Now all roads lead to France and heavy is the tread
Of the living; but the dead returning lightly dance.
Edward Thomas, Roads

Saturday, June 27, 2015

Recommended: A Little Guide to the American Field Service in Paris



If you are interested in learning about Paris during the Great War this is a terrific little guide from the American Field Service (AFS) and it's now available on line. It has a nice opening essay on the American presence in Paris back to the days of the revolution and then as series of over 40 well-done articles and firsthand accounts  and descriptions about sites to see in the city with wartime, AFS, or general U.S. connections. Here is the selection on the  Lycée Pasteur, which morphed into the American Ambulance Hospital of Paris,

Lycée Pasteur,
21 Boulevard d'Inkermann, Neuilly-sur-Seine

The Neuilly Lycée, whose opening under Principal Fleureau had been stated for 1 October 1914, was transformed from the outset of the 1914–1918 war into an auxiliary military hospital managed by Americans. Until America herself entered the war, the entire personnel of this hospital was comprised of volunteers. This was the case when, one June day in 1917, I was transported in rather poor condition to a ground floor classroom overlooking Rue Perronet. There were a dozen of us there, all badly wounded (since in principal at the American Ambulance, the only people there were those who truly needed to be!) The material organization was perfect, a meticulous cleanliness reigned supreme, with scrubbing commencing at seven in the morning. In each room (a classroom, in principle), there were two nurses and a male attendant – a luxury of personnel and means, to be sure, which were unknown in French military hospitals; so we were spoiled and all the much so as our medical condition required more care. After the hell of the front lines, this was paradise! (M. Lasserre Soixante-Quinzième Anniversaire du Lycée Pasteur, 1989.)

Under the wise leadership of Dr. Dubouchet, three other men, Mr. Laurence Benét, Dr. Edmond Gros, and Mr. A. Wellesley Kipling, have been powerful in promoting the phenomenal growth of the Ambulance Corps. Their titles are, respectively, Chairman of the Transportation Committee, Chief Ambulance Surgeon, and Captain of Ambulances. These gentlemen have worked together unselfishly and indefatigably, and the rapidity with which the manifold difficulties incidental to the construction and organization of automobile ambulance trains have been overcome is due to their untiring efforts. (Eric Fisher Wood.
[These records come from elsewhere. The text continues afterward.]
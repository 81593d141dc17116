//! Convolutional autoencoder for image denoising, built as a single object
//! that owns its encoder and decoder stages.
//!
//! The encoder halves the spatial size once per entry of the filter list
//! (3x3 convolution, stride 2, relu, batch normalization), the decoder walks the
//! filter list backwards with transposed convolutions and finishes with a
//! stride 1 transposed convolution back to the image depth (sigmoid).
//! See [`crate::functional`] for the same network assembled from sub-models.
use std::{fs, path::Path};

use log::{debug, info};
use ndarray::Axis;
use serde_derive::{Deserialize, Serialize};

use crate::{
    activation_functions::Activation,
    batch_normalization::BatchNormalizationLayer,
    convolutions::{ConvolutionLayer, Padding},
    model_errors::{ModelError, ModelResult},
    models::{summary_table, Layer, Mode, NamedParameter, Shape},
    transposed_convolutions::TransposedConvolutionLayer,
    weight_loader::{save_weights, NpzWeightLoader, WeightLoader},
    Batch, InternalDataRepresentation,
};

pub const KERNEL_SIZE: usize = 3;
pub const STRIDE: usize = 2;

/// File names inside a model directory
pub const CONFIG_FILE: &str = "config.json";
pub const WEIGHTS_FILE: &str = "weights.npz";

fn default_filters() -> Vec<usize> {
    vec![128, 64]
}

/// Hyperparameters of the autoencoder. `depth` is the number of image channels.
#[derive(Debug, Clone, PartialEq, Eq, Serialize, Deserialize)]
pub struct DenoiseConfig {
    pub width: usize,
    pub height: usize,
    pub depth: usize,
    #[serde(default = "default_filters")]
    pub filters: Vec<usize>,
}

impl DenoiseConfig {
    pub fn new(width: usize, height: usize, depth: usize) -> DenoiseConfig {
        DenoiseConfig {
            width,
            height,
            depth,
            filters: default_filters(),
        }
    }

    pub fn with_filters(mut self, filters: Vec<usize>) -> DenoiseConfig {
        self.filters = filters;
        self
    }

    pub fn validate(&self) -> ModelResult<()> {
        if self.width == 0 || self.height == 0 || self.depth == 0 {
            return Err(ModelError::InvalidConfig(format!(
                "width, height and depth must be positive, got {}x{}x{}",
                self.width, self.height, self.depth
            )));
        }
        if let Some(i) = self.filters.iter().position(|&f| f == 0) {
            return Err(ModelError::InvalidConfig(format!(
                "filter {} of {:?} is zero",
                i, self.filters
            )));
        }
        Ok(())
    }

    pub fn input_shape(&self) -> Shape {
        Shape::new(self.depth, self.height, self.width)
    }

    /// Every encoder stage maps n to ceil(n / 2), every decoder stage doubles,
    /// so the reconstruction is only as large as the input if both sides are
    /// divisible by 2^(number of filters).
    pub fn output_shape(&self) -> Shape {
        let round_trip = |mut n: usize| {
            for _ in &self.filters {
                n = (n + STRIDE - 1) / STRIDE;
            }
            n * STRIDE.pow(self.filters.len() as u32)
        };
        Shape::new(self.depth, round_trip(self.height), round_trip(self.width))
    }

    pub fn from_path<P: AsRef<Path>>(path: P) -> ModelResult<DenoiseConfig> {
        let raw = fs::read_to_string(path)?;
        let config: DenoiseConfig = serde_json::from_str(&raw)?;
        config.validate()?;
        Ok(config)
    }

    pub fn save<P: AsRef<Path>>(&self, path: P) -> ModelResult<()> {
        fs::write(path, serde_json::to_string_pretty(self)?)?;
        Ok(())
    }
}

/// Names of the convolution and normalization layers of encoder stage `i`.
pub(crate) fn encoder_layer_names(i: usize) -> (String, String) {
    (
        format!("encoder/conv2d_{}", i),
        format!("encoder/batch_normalization_{}", i),
    )
}

/// Names of the transposed convolution and normalization layers of decoder stage `i`.
pub(crate) fn decoder_layer_names(i: usize) -> (String, String) {
    (
        format!("decoder/conv2d_transpose_{}", i),
        format!("decoder/batch_normalization_{}", i),
    )
}

/// The final layer comes after all `num_stages` decoder stages.
pub(crate) fn output_layer_name(num_stages: usize) -> String {
    format!("decoder/conv2d_transpose_{}", num_stages)
}

struct EncoderStage {
    convolution: ConvolutionLayer,
    normalization: BatchNormalizationLayer,
}

struct DecoderStage {
    deconvolution: TransposedConvolutionLayer,
    normalization: BatchNormalizationLayer,
}

/// Denoising autoencoder.
pub struct Denoise {
    config: DenoiseConfig,
    encoder: Vec<EncoderStage>,
    decoder: Vec<DecoderStage>,
    /// Recovers the original depth of the image
    output_layer: TransposedConvolutionLayer,
}

impl Denoise {
    pub fn new<L: WeightLoader>(config: DenoiseConfig, loader: &mut L) -> ModelResult<Denoise> {
        config.validate()?;

        let mut channels = config.depth;
        let mut encoder = Vec::with_capacity(config.filters.len());
        for (i, &filters) in config.filters.iter().enumerate() {
            let (conv_name, norm_name) = encoder_layer_names(i);
            encoder.push(EncoderStage {
                convolution: ConvolutionLayer::from_loader(
                    loader,
                    &conv_name,
                    channels,
                    filters,
                    KERNEL_SIZE,
                    STRIDE,
                    Padding::Same,
                    Activation::Relu,
                )?,
                normalization: BatchNormalizationLayer::from_loader(loader, &norm_name, filters)?,
            });
            channels = filters;
        }

        let mut decoder = Vec::with_capacity(config.filters.len());
        for (i, &filters) in config.filters.iter().rev().enumerate() {
            let (deconv_name, norm_name) = decoder_layer_names(i);
            decoder.push(DecoderStage {
                deconvolution: TransposedConvolutionLayer::from_loader(
                    loader,
                    &deconv_name,
                    channels,
                    filters,
                    KERNEL_SIZE,
                    STRIDE,
                    Padding::Same,
                    Activation::Relu,
                )?,
                normalization: BatchNormalizationLayer::from_loader(loader, &norm_name, filters)?,
            });
            channels = filters;
        }

        let output_layer = TransposedConvolutionLayer::from_loader(
            loader,
            &output_layer_name(config.filters.len()),
            channels,
            config.depth,
            KERNEL_SIZE,
            1,
            Padding::Same,
            Activation::Sigmoid,
        )?;

        info!(
            "Built denoising autoencoder for {}x{}x{} images with filters {:?}",
            config.height, config.width, config.depth, config.filters
        );
        Ok(Denoise {
            config,
            encoder,
            decoder,
            output_layer,
        })
    }

    /// Loads `config.json` and `weights.npz` from a model directory.
    pub fn from_directory<P: AsRef<Path>>(dir: P) -> ModelResult<Denoise> {
        let dir = dir.as_ref();
        let config = DenoiseConfig::from_path(dir.join(CONFIG_FILE))?;
        let mut loader = NpzWeightLoader::from_path(dir.join(WEIGHTS_FILE))?;
        Denoise::new(config, &mut loader)
    }

    /// Writes `config.json` and `weights.npz` into a model directory, creating it if needed.
    pub fn save_to_directory<P: AsRef<Path>>(&self, dir: P) -> ModelResult<()> {
        let dir = dir.as_ref();
        fs::create_dir_all(dir)?;
        self.config.save(dir.join(CONFIG_FILE))?;
        save_weights(dir.join(WEIGHTS_FILE), &self.parameters())?;
        info!("Saved model to {}", dir.display());
        Ok(())
    }

    pub fn config(&self) -> &DenoiseConfig {
        &self.config
    }

    fn encoder_layers(&self) -> Vec<&dyn Layer> {
        let mut layers: Vec<&dyn Layer> = Vec::new();
        for stage in &self.encoder {
            layers.push(&stage.convolution);
            layers.push(&stage.normalization);
        }
        layers
    }

    fn decoder_layers(&self) -> Vec<&dyn Layer> {
        let mut layers: Vec<&dyn Layer> = Vec::new();
        for stage in &self.decoder {
            layers.push(&stage.deconvolution);
            layers.push(&stage.normalization);
        }
        layers.push(&self.output_layer);
        layers
    }

    pub fn input_shape(&self) -> Shape {
        self.config.input_shape()
    }

    pub fn latent_shape(&self) -> ModelResult<Shape> {
        self.encoder_layers()
            .iter()
            .try_fold(self.input_shape(), |shape, layer| layer.output_shape(shape))
    }

    pub fn output_shape(&self) -> ModelResult<Shape> {
        self.decoder_layers()
            .iter()
            .try_fold(self.latent_shape()?, |shape, layer| layer.output_shape(shape))
    }

    fn check_shape(part: &str, expected: Shape, input: &Batch) -> ModelResult<()> {
        let found = Shape::of_batch(input);
        if found != expected {
            return Err(ModelError::ShapeMismatch {
                layer: part.to_string(),
                expected,
                found,
            });
        }
        Ok(())
    }

    pub fn encode(&self, inputs: &Batch, mode: Mode) -> ModelResult<Batch> {
        Denoise::check_shape("encoder", self.input_shape(), inputs)?;
        let mut x = inputs.clone();
        for stage in &self.encoder {
            x = stage.convolution.forward(&x, mode)?;
            x = stage.normalization.forward(&x, mode)?;
        }
        Ok(x)
    }

    pub fn decode(&self, latent: &Batch, mode: Mode) -> ModelResult<Batch> {
        Denoise::check_shape("decoder", self.latent_shape()?, latent)?;
        let mut x = latent.clone();
        for stage in &self.decoder {
            x = stage.deconvolution.forward(&x, mode)?;
            x = stage.normalization.forward(&x, mode)?;
        }
        self.output_layer.forward(&x, mode)
    }

    /// Encodes, then decodes the batch.
    pub fn call(&self, inputs: &Batch, mode: Mode) -> ModelResult<Batch> {
        let encoded = self.encode(inputs, mode)?;
        debug!("Latent representation has shape {:?}", encoded.shape());
        self.decode(&encoded, mode)
    }

    /// Denoises a single (channels, height, width) image in inference mode.
    pub fn denoise_image(
        &self,
        image: &InternalDataRepresentation,
    ) -> ModelResult<InternalDataRepresentation> {
        let batch = image.clone().insert_axis(Axis(0));
        let output = self.call(&batch, Mode::Inference)?;
        Ok(output.index_axis_move(Axis(0), 0))
    }

    /// Runs the batch in training mode and moves the batch normalization
    /// statistics towards the statistics of this batch.
    pub fn calibrate(&mut self, inputs: &Batch) -> ModelResult<Batch> {
        Denoise::check_shape("encoder", self.input_shape(), inputs)?;
        let mut x = inputs.clone();
        for stage in self.encoder.iter_mut() {
            x = stage.convolution.calibrate(&x)?;
            x = stage.normalization.calibrate(&x)?;
        }
        for stage in self.decoder.iter_mut() {
            x = stage.deconvolution.calibrate(&x)?;
            x = stage.normalization.calibrate(&x)?;
        }
        self.output_layer.calibrate(&x)
    }

    pub fn num_parameters(&self) -> usize {
        self.encoder_layers()
            .iter()
            .chain(self.decoder_layers().iter())
            .map(|l| l.num_parameters())
            .sum()
    }

    pub fn parameters(&self) -> Vec<NamedParameter<'_>> {
        let mut params = Vec::new();
        for stage in &self.encoder {
            params.extend(stage.convolution.parameters());
            params.extend(stage.normalization.parameters());
        }
        for stage in &self.decoder {
            params.extend(stage.deconvolution.parameters());
            params.extend(stage.normalization.parameters());
        }
        params.extend(self.output_layer.parameters());
        params
    }

    pub fn summary(&self) -> ModelResult<String> {
        Ok(format!(
            "{}\n{}",
            summary_table("encoder", self.input_shape(), &self.encoder_layers()),
            summary_table("decoder", self.latent_shape()?, &self.decoder_layers())
        ))
    }
}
The Notebook of an Attaché, 1915.)


The Transportation Department originated with a small committee during the first week of August 1914, and was organized with a view of providing ambulances for the transportation of patients to and from the proposed Ambulance Hospital. By August 15th eight town and touring cars were available and in constant use, and were rendering most valuable service in connection with the work of installation and equipment. On this date the Manager of the Ford Automobile Company donated ten chassis for the duration of the war, and these were at once fitted with ambulance bodies, designed and, to a large extent constructed, by the volunteer members of the Department. These little cars were at once utilized for the transportation of equipment and supplies, and the personnel worked unremittingly in installing the wards and other departments of the hospital. It was in large measure due to the Transportation Department that the hospital was ready for patients eighteen days after the buildings of the Lycée Pasteur were requisitioned. (Report of Ambulance Committee of 1915. New York, 1915.)

In September 1914, when the line of battle surged close to Paris, a dozen automobiles given by Americans, hastily extemporized into ambulances, and driven by American volunteers, ran back and forth night and day between the western end of the Marne Valley and Paris. During the Autumn and Winter that followed many more cars were given and many more young Americans volunteered, and the battle front having retired from the vicinity of Paris, these sections of motor ambulances were detached from their headquarters at the hospitals at Neuilly and Juilly and became more or less independent units attached to the several French armies, serving the dressing-stations and army hospitals within the Army Zone.

At that time, however, these squads of ambulances, being generally in groups of only about five, were inadequate in size to stand independently and were, therefore, attached by the French Government to other existing services in the rear of the Army Zone. (AFS Fund. Interim Reports, 1917.)


On October 1st, at the request of the British Expeditionary Force, a small detachment of five ambulances was detached for service in the field, and on October 8th left Paris for its new duties. This was the first opportunity of realizing the long cherished plan of a Field Service, which as money and ambulances have become available has been increased and extended until on 31 August 1915, four complete sections, aggregating 91 ambulances and cars were operating in the zone of the armies in addition to 15 ambulances, and 28 other cars attached to the Ambulance Hospital. One hundred and fifty-two officers and men were on duty with the transportation department on the same date. (Report of Ambulance Committee of 1915. New York, 1915.)